At Windows 11’s launch, Microsoft left this feature off by default. Now, the company is concerned that users are secure “out of the box,” with other scenarios — including gaming, where turning on these functions has hurt performance — taking a back seat. Microsoft also believes that its engineering teams have been able to overcome or partially overcome the performance hit that turning on those memory integrity features entails.
In Windows 10 and 11, supported hardware uses a form of virtualization to protect the operating system and your PC from malicious code, isolating certain processes in the PC’s memory. Certain hardware features are required, including a TPM 2.0, secure boot, and Data Execution Prevention. In part, the increased priority on security pushed Microsoft to require PCs with processors that supported these features as a requirement for Windows 11. But core isolation has been supported for several processor generations (and across AMD and Qualcomm) even if PCs haven’t necessarily used it.
Mark Hachman / IDG
You can typically check whether these features are on or off inside the Windows Security app, specifically the Device Security section. Certain PCs — for example, Microsoft’s Surface Laptop Studio — shipped with memory integrity on by default, with no option to turn it off. Other laptops may have different settings.

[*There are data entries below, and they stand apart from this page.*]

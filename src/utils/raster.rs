//! Grayscale rasters the recognizer can sample
//!
//! The recognizer only needs dimensions, an inside test and interpolated
//! point sampling, so any rectified barcode image can be plugged in.

use crate::error::{ItfError, Result};
use image::GrayImage;

/// Sampleable grayscale raster
pub trait Raster {
    /// Width in pixels
    fn width(&self) -> usize;

    /// Height in pixels
    fn height(&self) -> usize;

    /// Intensity at integer pixel coordinates
    fn pixel(&self, x: usize, y: usize) -> u8;

    /// True if `(x, y)` lies within the pixel grid
    fn is_inside(&self, x: f32, y: f32) -> bool {
        if self.width() == 0 || self.height() == 0 {
            return false;
        }
        let max_x = self.width().saturating_sub(1) as f32;
        let max_y = self.height().saturating_sub(1) as f32;
        x >= 0.0 && y >= 0.0 && x <= max_x && y <= max_y
    }

    /// Bilinear-interpolated intensity, clamped to the border
    fn sample(&self, x: f32, y: f32) -> u8 {
        let max_x = self.width().saturating_sub(1);
        let max_y = self.height().saturating_sub(1);
        let x = x.clamp(0.0, max_x as f32);
        let y = y.clamp(0.0, max_y as f32);

        let x0 = x.floor() as usize;
        let y0 = y.floor() as usize;
        let x1 = (x0 + 1).min(max_x);
        let y1 = (y0 + 1).min(max_y);
        let fx = x - x0 as f32;
        let fy = y - y0 as f32;

        let top = self.pixel(x0, y0) as f32 * (1.0 - fx) + self.pixel(x1, y0) as f32 * fx;
        let bottom = self.pixel(x0, y1) as f32 * (1.0 - fx) + self.pixel(x1, y1) as f32 * fx;
        (top * (1.0 - fy) + bottom * fy).round().clamp(0.0, 255.0) as u8
    }
}

impl Raster for GrayImage {
    fn width(&self) -> usize {
        self.dimensions().0 as usize
    }

    fn height(&self) -> usize {
        self.dimensions().1 as usize
    }

    fn pixel(&self, x: usize, y: usize) -> u8 {
        self.get_pixel(x as u32, y as u32)[0]
    }
}

/// Borrowed row-major grayscale buffer
#[derive(Debug, Clone, Copy)]
pub struct GrayView<'a> {
    data: &'a [u8],
    width: usize,
    height: usize,
}

impl<'a> GrayView<'a> {
    /// Wrap `data`, which must hold at least `width * height` bytes
    pub fn new(data: &'a [u8], width: usize, height: usize) -> Option<Self> {
        if data.len() < width * height {
            return None;
        }
        Some(Self {
            data,
            width,
            height,
        })
    }
}

impl Raster for GrayView<'_> {
    fn width(&self) -> usize {
        self.width
    }

    fn height(&self) -> usize {
        self.height
    }

    fn pixel(&self, x: usize, y: usize) -> u8 {
        self.data[y * self.width + x]
    }
}

/// Copy a barcode region out of a larger image
///
/// A zero `width` or `height` extends the region to the image edge.
pub fn crop_region(image: &GrayImage, x: u32, y: u32, width: u32, height: u32) -> Result<GrayImage> {
    let (image_width, image_height) = image.dimensions();
    if x >= image_width || y >= image_height {
        return Err(ItfError::RegionOutOfBounds);
    }
    let width = if width == 0 { image_width - x } else { width };
    let height = if height == 0 { image_height - y } else { height };
    if x.checked_add(width).is_none_or(|right| right > image_width)
        || y.checked_add(height).is_none_or(|bottom| bottom > image_height)
    {
        return Err(ItfError::RegionOutOfBounds);
    }
    Ok(image::imageops::crop_imm(image, x, y, width, height).to_image())
}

The change that Microsoft is making, though, is to make this memory integrity setting more like the Surface Laptop Studio’s: on by default, protecting your PC with no choice to turn it off.
What effect does this have on your PC?
The significance of Microsoft’s decision depends on your perspective. To be fair, Microsoft’s decision trades off providing increased confidence in your PC’s security versus a slight dip in your PC’s performance, which you may or may not notice.
Both PCWorld and Tom’s Hardware tested the effects of the core isolation / memory integrity feature earlier this year. PCWorld’s tests focused on the impact on general productivity — and turning it on has less than 5 percent performance penalty for processors dating back to Intel’s 6th-generation Core chips. PCMark tests, which measure general productivity, were similar. Going back to Intel’s relatively ancient 6th-generation Core chip generates a performance drop of more than 10 percent.
In gaming, however, Tom’s Hardware found that even recent processors like the Core i7-11700K showed 7 percent drops in popular games like Red Dead Redemption 2 — about a processor generation’s worth of performance. That’s fairly significant, especially for those systems already hovering around the margins of playable frame rates.
Both tests were performed in October 2021, about a year ago, however. Microsoft believes that at least some of those performance drops have been overcome by engineering work since then. By how much? We don’t know yet.
If you’re an average PC user, Microsoft’s decision probably benefits you. Gamers, though, may (with an emphasis on may) have a reason to worry.